(Saved entries)
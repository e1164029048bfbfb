use tracing_subscriber::EnvFilter;

/// Initialize the tracing subscriber for structured logging.
///
/// - Debug builds: human-readable output
/// - Release builds: JSON-formatted output for log aggregation
///
/// The log level is controlled by `RUST_LOG`, defaulting to `info`.
/// Safe to call more than once — later calls are no-ops, so test binaries
/// can initialize freely.
pub fn init_tracing() {
    let filter = EnvFilter::try_from_default_env().unwrap_or_else(|_| EnvFilter::new("info"));

    if cfg!(debug_assertions) {
        let _ = tracing_subscriber::fmt()
            .with_env_filter(filter)
            .with_target(true)
            .try_init();
    } else {
        let _ = tracing_subscriber::fmt()
            .with_env_filter(filter)
            .json()
            .try_init();
    }
}
//! End-to-end tests for the courier workspace live in `tests/`.
//! This crate intentionally exports nothing.
use crate::message::MessageError;
use crate::policy::ErrorKind;

/// Transport-level failures (broker connection, envelope serialization).
/// This is the error type for the `MessageQueueClient` trait — transport
/// operations can only fail with infrastructure errors, never domain errors.
#[derive(Debug, thiserror::Error)]
pub enum TransportError {
    #[error("transport unavailable: {0}")]
    Unavailable(String),

    #[error("serialization error: {0}")]
    Serialization(String),
}

impl From<redis::RedisError> for TransportError {
    fn from(err: redis::RedisError) -> Self {
        TransportError::Unavailable(err.to_string())
    }
}

impl From<serde_json::Error> for TransportError {
    fn from(err: serde_json::Error) -> Self {
        TransportError::Serialization(err.to_string())
    }
}

/// Failure classification returned by message handlers.
///
/// The worker pool maps `Transient` onto the retry path (bounded by the
/// type's retry limit) and `Unretryable` straight onto the dead-letter
/// queue. Anything a handler cannot classify should be `Transient`.
#[derive(Debug, thiserror::Error)]
pub enum HandlerError {
    #[error("transient failure: {0}")]
    Transient(String),

    #[error("unretryable failure: {0}")]
    Unretryable(String),
}

impl HandlerError {
    pub fn transient(message: impl Into<String>) -> Self {
        HandlerError::Transient(message.into())
    }

    pub fn unretryable(message: impl Into<String>) -> Self {
        HandlerError::Unretryable(message.into())
    }

    pub fn kind(&self) -> ErrorKind {
        match self {
            HandlerError::Transient(_) => ErrorKind::Transient,
            HandlerError::Unretryable(_) => ErrorKind::Unretryable,
        }
    }
}

impl From<&HandlerError> for MessageError {
    fn from(err: &HandlerError) -> Self {
        let code = match err {
            HandlerError::Transient(_) => "Transient",
            HandlerError::Unretryable(_) => "Unretryable",
        };
        MessageError {
            code: code.to_string(),
            message: err.to_string(),
        }
    }
}

/// Lifecycle and registration errors for the message service.
#[derive(Debug, thiserror::Error)]
pub enum ServiceError {
    #[error("service already started")]
    AlreadyStarted,

    #[error("handler already registered for type: {0}")]
    HandlerAlreadyRegistered(String),

    #[error("failed to spawn worker thread: {0}")]
    WorkerSpawn(String),

    #[error(transparent)]
    Transport(#[from] TransportError),
}

pub type TransportResult<T> = std::result::Result<T, TransportError>;
pub type ServiceResult<T> = std::result::Result<T, ServiceError>;

#[cfg(test)]
mod tests {
    use super::*;

    #[test]
    fn handler_error_kinds() {
        assert_eq!(
            HandlerError::transient("busy").kind(),
            ErrorKind::Transient
        );
        assert_eq!(
            HandlerError::unretryable("bad payload").kind(),
            ErrorKind::Unretryable
        );
    }

    #[test]
    fn message_error_carries_classification_code() {
        let err = HandlerError::unretryable("bad payload");
        let recorded = MessageError::from(&err);
        assert_eq!(recorded.code, "Unretryable");
        assert!(recorded.message.contains("bad payload"));
    }

    #[test]
    fn serde_json_errors_map_to_serialization() {
        let err = serde_json::from_slice::<String>(b"not-json").unwrap_err();
        match TransportError::from(err) {
            TransportError::Serialization(_) => {}
            other => panic!("expected Serialization, got {other:?}"),
        }
    }
}
#![allow(dead_code)]

use std::time::{Duration, Instant};

use serde::{Deserialize, Serialize};

use courier_core::ServiceConfig;

#[derive(Debug, Clone, Serialize, Deserialize, PartialEq)]
pub struct Greet {
    pub name: String,
}

#[derive(Debug, Clone, Serialize, Deserialize, PartialEq)]
pub struct GreetResponse {
    pub result: String,
}

#[derive(Debug, Clone, Copy, Serialize, Deserialize, PartialEq)]
pub struct Incr {
    pub value: i64,
}

/// Service config with test-friendly timings: short receive timeout so
/// `stop()` is fast, short backoff so a flapping transport doesn't stall a
/// test. Also wires up tracing so worker logs surface under
/// `RUST_LOG=debug`.
pub fn fast_config() -> ServiceConfig {
    courier_core::telemetry::init_tracing();
    ServiceConfig {
        receive_timeout_ms: 20,
        error_backoff_ms: 20,
        ..Default::default()
    }
}

/// Poll `predicate` until it holds or `timeout` elapses.
pub fn wait_until(timeout: Duration, predicate: impl Fn() -> bool) -> bool {
    let deadline = Instant::now() + timeout;
    while Instant::now() < deadline {
        if predicate() {
            return true;
        }
        std::thread::sleep(Duration::from_millis(5));
    }
    predicate()
}

/// Connection string for the live-Redis tests (`#[ignore]`d by default).
pub fn redis_url() -> String {
    std::env::var("COURIER_REDIS_URL").unwrap_or_else(|_| "redis://127.0.0.1:6379/0".to_string())
}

[WORK TO BE COMPLETED]: State the count of lines in the data holding the word "impl", adding nothing to it.

[SOLUTION TO THIS EXERCISE]: 7